READING BEGINS AT HOME

Reading Fluency Is Your Child’s Lifeline

No matter how the 2020 election turns out, the inequities of public education are not going to even out for a very long time.

As parents struggle to keep academics on track in a reality of in-person, online, and no-participation schooling, the only certain path to adult empowerment for their children is the acquisition of reading fluency.

The child who can read fluently can gain the basics of a what in the United States is generically called a “college education.”

I’ve illustrated this article with a meme of the late Sean Connery. The man who developed the intellectual ability to interpret a wide variety of roles left school at the age of thirteen. From then until his twenties, when he had the opportunity to become an actor, he took a variety of jobs, none of which required academic skills. When opportunity finally knocked, the man who had left school at thirteen possessed the one essential academic skill that enabled him to embrace it.

He was a fluent reader.

Here’s what Connery said in an interview in the film magazine, Premiere:

[Actor Robert Henderson] gave me a list of all these books I should read. I spent a year in every library in Britain and Ireland, Scotland and Wales…. I spent my days at the library and the evenings at the theater.

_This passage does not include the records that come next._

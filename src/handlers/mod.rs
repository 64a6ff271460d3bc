// src/handlers/mod.rs

pub mod exam_topics;
pub mod questions;
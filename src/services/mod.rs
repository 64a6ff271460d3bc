// src/services/mod.rs

pub mod ownership;
pub mod question_service;
pub mod quota;

pub use question_service::QuestionService;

Among the books on Henderson’s list were the plays of Shakespeare, Ibsen, Strindberg, and Shaw.  I have taught college freshmen who lacked the fluency to read those plays. I have taught college freshmen who had trouble understanding the essays of George Orwell (Another high achiever who, by the way, lacked a college degree).

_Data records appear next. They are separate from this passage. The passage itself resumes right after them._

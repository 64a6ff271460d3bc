// src/main.rs

use dotenvy::dotenv;
use exam_bank::config::Config;
use exam_bank::routes;
use exam_bank::state::AppState;
use sqlx::postgres::PgPoolOptions;
use std::net::SocketAddr;
use std::time::Duration;
use tracing_subscriber::{EnvFilter, fmt, layer::SubscriberExt, util::SubscriberInitExt};

#[tokio::main]
async fn main() {
    // Load .env file (if present)
    dotenv().ok();

    // Load configuration from environment
    let config = Config::from_env();

    let file_appender = tracing_appender::rolling::daily("logs", "app.log");
    let (non_blocking, _guard) = tracing_appender::non_blocking(file_appender);
    let env_filter = EnvFilter::new(&config.rust_log);
    let stdout_layer = fmt::layer().with_writer(std::io::stdout).with_target(false);
    let file_layer = fmt::layer().with_writer(non_blocking).with_ansi(false);

    // Initialize Tracing (Logging)
    tracing_subscriber::registry()
        .with(env_filter)
        .with(stdout_layer)
        .with(file_layer)
        .init();

    // Initialize Database Pool with Retry
    let mut retry_count = 0;
    let pool = loop {
        match PgPoolOptions::new()
            .max_connections(5)
            .acquire_timeout(Duration::from_secs(3))
            .connect(&config.database_url)
            .await
        {
            Ok(pool) => break pool,
            Err(e) => {
                retry_count += 1;
                if retry_count > 5 {
                    panic!("Failed to connect to database after 5 retries: {}", e);
                }
                tracing::warn!("Database not ready, retrying in 2s... (Attempt {})", retry_count);
                tokio::time::sleep(Duration::from_secs(2)).await;
            }
        }
    };

    tracing::info!("Database connected...");

    // Run Migrations Automatically
    tracing::info!("Running migrations...");
    sqlx::migrate!("./migrations")
        .run(&pool)
        .await
        .expect("Failed to run database migrations");
    tracing::info!("Migrations applied successfully.");

    let port = config.server_port;

    // Create AppState; derives the field cipher key once
    let state = AppState::new(pool, config).expect("Failed to initialise field cipher");

    // Create the Axum application router
    let app = routes::create_router(state);

    // Bind to the listening address
    let addr = SocketAddr::from(([0, 0, 0, 0], port));
    tracing::info!("Listening on {}", addr);

    let listener = tokio::net::TcpListener::bind(addr)
        .await
        .expect("Failed to bind listening address");

    // Start the server
    axum::serve(listener, app).await.expect("Server error");
}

According to the quotation in the meme, Connery could read at the age of five. That gave him eight years to develop the skill before he left school to help support his family during the Great Depression.

Given an early foundation with systematic phonics instruction and eight years of challenging reading, most US thirteen-year-olds could develop a level of reading fluency sufficient to overcome some of the racial and economic disparities that exist in the current public-school system.

Parents can do much to ensure that their children acquire genuine reading fluency. The key is a confident grasp of the sound/symbol code of English and hours and hours of reading—not superficial reading, but books that build vocabulary and general knowledge.